### Work request:
Report the tally of lines featuring the word "RevenueDistribution" in the entries below, without anything else.

(Material for this task Opens)

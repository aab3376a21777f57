//! CSV-based revenue assumption loader
//!
//! Expected layout, one row per activity (timber row optional):
//!
//! ```text
//! activity,mean,std_dev
//! timber,5000,0
//! cattle,800,200
//! soy,6100,300
//! ```

use std::fs::File;
use std::io::Read;
use std::path::Path;

use super::{Activity, RevenueAssumptions, RevenueDistribution};
use crate::error::{FieldIssue, Result, SimulationError};

/// Raw CSV row
#[derive(Debug, serde::Deserialize)]
struct CsvRow {
    activity: Activity,
    mean: f64,
    std_dev: f64,
}

/// Load revenue assumptions from a CSV file
pub fn load_revenue_assumptions(path: &Path) -> Result<RevenueAssumptions> {
    let file = File::open(path)?;
    read_revenue_assumptions(file)
}

/// Parse revenue assumptions from any CSV reader
pub fn read_revenue_assumptions<R: Read>(input: R) -> Result<RevenueAssumptions> {
    let mut reader = csv::ReaderBuilder::new()
        .trim(csv::Trim::All)
        .from_reader(input);

    let mut timber = None;
    let mut cattle = None;
    let mut soy = None;

    for result in reader.deserialize() {
        let row: CsvRow = result?;
        let distribution = RevenueDistribution::new(row.mean, row.std_dev);
        let slot = match row.activity {
            Activity::Timber => &mut timber,
            Activity::Cattle => &mut cattle,
            Activity::Soy => &mut soy,
        };
        if slot.replace(distribution).is_some() {
            return Err(SimulationError::invalid(
                "activity",
                format!("duplicate row for {}", row.activity.as_str()),
            ));
        }
    }

    let mut missing = Vec::new();
    if cattle.is_none() {
        missing.push(FieldIssue::new("cattle", "missing from assumptions table"));
    }
    if soy.is_none() {
        missing.push(FieldIssue::new("soy", "missing from assumptions table"));
    }

    match (cattle, soy) {
        (Some(cattle), Some(soy)) => Ok(RevenueAssumptions { timber, cattle, soy }),
        _ => Err(SimulationError::InvalidInput(missing)),
    }
}
//! CSV and JSON export of run results
//!
//! Amounts are converted to the display currency on the way out; the report
//! itself stays in BRL.

use serde::Serialize;
use std::fs::{self, File};
use std::io::Write;
use std::path::{Path, PathBuf};

use crate::config::CurrencyDisplay;
use crate::equilibrium::{EquilibriumSolution, PriceCombination};
use crate::error::Result;
use crate::scenario::{EquilibriumOutcome, RunReport};
use crate::simulation::ConventionalDistribution;

pub const DISTRIBUTION_FILE: &str = "conventional_npv_distribution.csv";
pub const VIABLE_FILE: &str = "viable_price_combinations.csv";
pub const FRONTIER_FILE: &str = "equilibrium_frontier.csv";
pub const RESULTS_FILE: &str = "carbon_credit_simulation_results.csv";
pub const REPORT_FILE: &str = "carbon_credit_simulation_report.json";

#[derive(Debug, Serialize)]
struct DistributionRow {
    trial: usize,
    npv: f64,
}

#[derive(Debug, Serialize)]
struct PriceRow {
    stock_price: f64,
    flow_price: f64,
    conservation_npv: f64,
}

/// One-row results table; price columns are empty when no price is viable
#[derive(Debug, Serialize)]
struct ResultsRow {
    currency: &'static str,
    seed: u64,
    trials: usize,
    discount_rate: f64,
    horizon_years: u32,
    target_percentile: f64,
    conventional_npv_mean: f64,
    conventional_npv_target: f64,
    min_stock_price: Option<f64>,
    min_flow_price: Option<f64>,
    recommended_stock_price: Option<f64>,
    recommended_flow_price: Option<f64>,
    recommended_stock_price_annualized: Option<f64>,
    conservation_npv: Option<f64>,
}

/// Write one `trial,npv` row per trial
pub fn write_distribution_csv<W: Write>(
    writer: W,
    distribution: &ConventionalDistribution,
    display: &CurrencyDisplay,
) -> Result<()> {
    let mut csv_writer = csv::Writer::from_writer(writer);
    for (trial, &npv) in distribution.values().iter().enumerate() {
        csv_writer.serialize(DistributionRow {
            trial: trial + 1,
            npv: display.convert(npv),
        })?;
    }
    csv_writer.flush()?;
    Ok(())
}

/// Write every viable price combination
pub fn write_viable_csv<W: Write>(
    writer: W,
    solution: &EquilibriumSolution,
    display: &CurrencyDisplay,
) -> Result<()> {
    write_price_rows(writer, &solution.viable, display)
}

/// Write the sampled frontier, one row per flow price
pub fn write_frontier_csv<W: Write>(
    writer: W,
    solution: &EquilibriumSolution,
    display: &CurrencyDisplay,
) -> Result<()> {
    write_price_rows(writer, &solution.frontier, display)
}

fn write_price_rows<W: Write>(writer: W, combinations: &[PriceCombination], display: &CurrencyDisplay) -> Result<()> {
    let mut csv_writer = csv::Writer::from_writer(writer);
    for combination in combinations {
        csv_writer.serialize(PriceRow {
            stock_price: display.convert(combination.stock_price),
            flow_price: display.convert(combination.flow_price),
            conservation_npv: display.convert(combination.conservation_npv),
        })?;
    }
    csv_writer.flush()?;
    Ok(())
}

/// Write the one-row results summary
pub fn write_results_csv<W: Write>(writer: W, report: &RunReport, display: &CurrencyDisplay) -> Result<()> {
    let solution = report.equilibrium.solution();
    let convert = |value: Option<f64>| value.map(|v| display.convert(v));

    let conventional_npv_target = match &report.equilibrium {
        EquilibriumOutcome::Viable(solution) => solution.target_npv,
        EquilibriumOutcome::NoViableSolution { target_npv, .. } => *target_npv,
    };

    let row = ResultsRow {
        currency: display.currency.code(),
        seed: report.seed,
        trials: report.config.trials,
        discount_rate: report.config.discount_rate,
        horizon_years: report.config.horizon_years,
        target_percentile: report.config.target_percentile,
        conventional_npv_mean: display.convert(report.stats.mean),
        conventional_npv_target: display.convert(conventional_npv_target),
        min_stock_price: convert(solution.map(|s| s.min_stock_price)),
        min_flow_price: convert(solution.map(|s| s.min_flow_price)),
        recommended_stock_price: convert(solution.map(|s| s.recommendation.stock_price)),
        recommended_flow_price: convert(solution.map(|s| s.recommendation.flow_price)),
        recommended_stock_price_annualized: convert(solution.map(|s| s.recommendation.stock_price_annualized)),
        conservation_npv: convert(solution.map(|s| s.recommendation.conservation_npv)),
    };

    let mut csv_writer = csv::Writer::from_writer(writer);
    csv_writer.serialize(row)?;
    csv_writer.flush()?;
    Ok(())
}

/// Write the full report as pretty JSON (BRL)
pub fn write_report_json<W: Write>(writer: W, report: &RunReport) -> Result<()> {
    serde_json::to_writer_pretty(writer, report)?;
    Ok(())
}

/// Write every export file into `dir`, returning the paths written
pub fn export_all(dir: &Path, report: &RunReport, display: &CurrencyDisplay) -> Result<Vec<PathBuf>> {
    fs::create_dir_all(dir)?;
    let mut written = Vec::new();

    let path = dir.join(DISTRIBUTION_FILE);
    write_distribution_csv(File::create(&path)?, &report.distribution, display)?;
    written.push(path);

    if let Some(solution) = report.equilibrium.solution() {
        let path = dir.join(VIABLE_FILE);
        write_viable_csv(File::create(&path)?, solution, display)?;
        written.push(path);

        let path = dir.join(FRONTIER_FILE);
        write_frontier_csv(File::create(&path)?, solution, display)?;
        written.push(path);
    }

    let path = dir.join(RESULTS_FILE);
    write_results_csv(File::create(&path)?, report, display)?;
    written.push(path);

    let path = dir.join(REPORT_FILE);
    write_report_json(File::create(&path)?, report)?;
    written.push(path);

    Ok(written)
}

#[cfg(test)]
mod tests {
    use super::*;
    use crate::assumptions::{RevenueAssumptions, RevenueDistribution};
    use crate::config::{CarbonConstants, SimulationConfig};
    use crate::scenario::SimulationRunner;

    fn small_report(carbon: CarbonConstants) -> RunReport {
        let assumptions = RevenueAssumptions {
            timber: None,
            cattle: RevenueDistribution::new(5000.0, 1000.0),
            soy: RevenueDistribution::new(4000.0, 800.0),
        };
        let config = SimulationConfig {
            trials: 20,
            seed: Some(1),
            carbon,
            ..Default::default()
        };
        SimulationRunner::new(assumptions).run(&config).unwrap()
    }

    #[test]
    fn test_distribution_csv_rows() {
        let report = small_report(CarbonConstants::default());
        let mut buffer = Vec::new();
        write_distribution_csv(&mut buffer, &report.distribution, &CurrencyDisplay::brl()).unwrap();

        let text = String::from_utf8(buffer).unwrap();
        let lines: Vec<&str> = text.lines().collect();
        assert_eq!(lines[0], "trial,npv");
        assert_eq!(lines.len(), 21);
        assert!(lines[1].starts_with("1,"));
    }

    #[test]
    fn test_viable_csv_converts_currency() {
        let report = small_report(CarbonConstants::default());
        let solution = report.equilibrium.solution().unwrap();

        let mut buffer = Vec::new();
        write_viable_csv(&mut buffer, solution, &CurrencyDisplay::usd(5.0).unwrap()).unwrap();

        let mut reader = csv::Reader::from_reader(buffer.as_slice());
        let headers = reader.headers().unwrap().clone();
        assert_eq!(&headers[0], "stock_price");

        let first = reader.records().next().unwrap().unwrap();
        let npv: f64 = first[2].parse().unwrap();
        assert!((npv - solution.viable[0].conservation_npv / 5.0).abs() < 1e-6);
    }

    #[test]
    fn test_frontier_csv_rows() {
        let report = small_report(CarbonConstants::default());
        let solution = report.equilibrium.solution().unwrap();

        let mut buffer = Vec::new();
        write_frontier_csv(&mut buffer, solution, &CurrencyDisplay::brl()).unwrap();

        let mut reader = csv::Reader::from_reader(buffer.as_slice());
        let headers: Vec<String> = reader.headers().unwrap().iter().map(String::from).collect();
        assert_eq!(headers, vec!["stock_price", "flow_price", "conservation_npv"]);

        let rows: Vec<csv::StringRecord> = reader.records().collect::<std::result::Result<_, _>>().unwrap();
        assert_eq!(rows.len(), solution.frontier.len());
        assert_eq!(rows[0][1].parse::<f64>().unwrap(), 0.0);
    }

    #[test]
    fn test_results_csv_blank_when_not_viable() {
        let report = small_report(CarbonConstants {
            carbon_stock: 0.001,
            sequestration_rate: 0.001,
        });
        assert!(!report.equilibrium.is_viable());

        let mut buffer = Vec::new();
        write_results_csv(&mut buffer, &report, &CurrencyDisplay::brl()).unwrap();

        let mut reader = csv::Reader::from_reader(buffer.as_slice());
        let headers = reader.headers().unwrap().clone();
        let record = reader.records().next().unwrap().unwrap();
        let column = headers.iter().position(|h| h == "recommended_stock_price").unwrap();

        assert_eq!(&record[0], "BRL");
        assert_eq!(&record[column], "");
    }

    #[test]
    fn test_report_json_round_trips_outcome() {
        let report = small_report(CarbonConstants::default());
        let mut buffer = Vec::new();
        write_report_json(&mut buffer, &report).unwrap();

        let value: serde_json::Value = serde_json::from_slice(&buffer).unwrap();
        assert_eq!(value["equilibrium"]["status"], "viable");
        assert_eq!(value["seed"], 1);
    }
}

(Material for this task Closes)

### Exercise solution:
5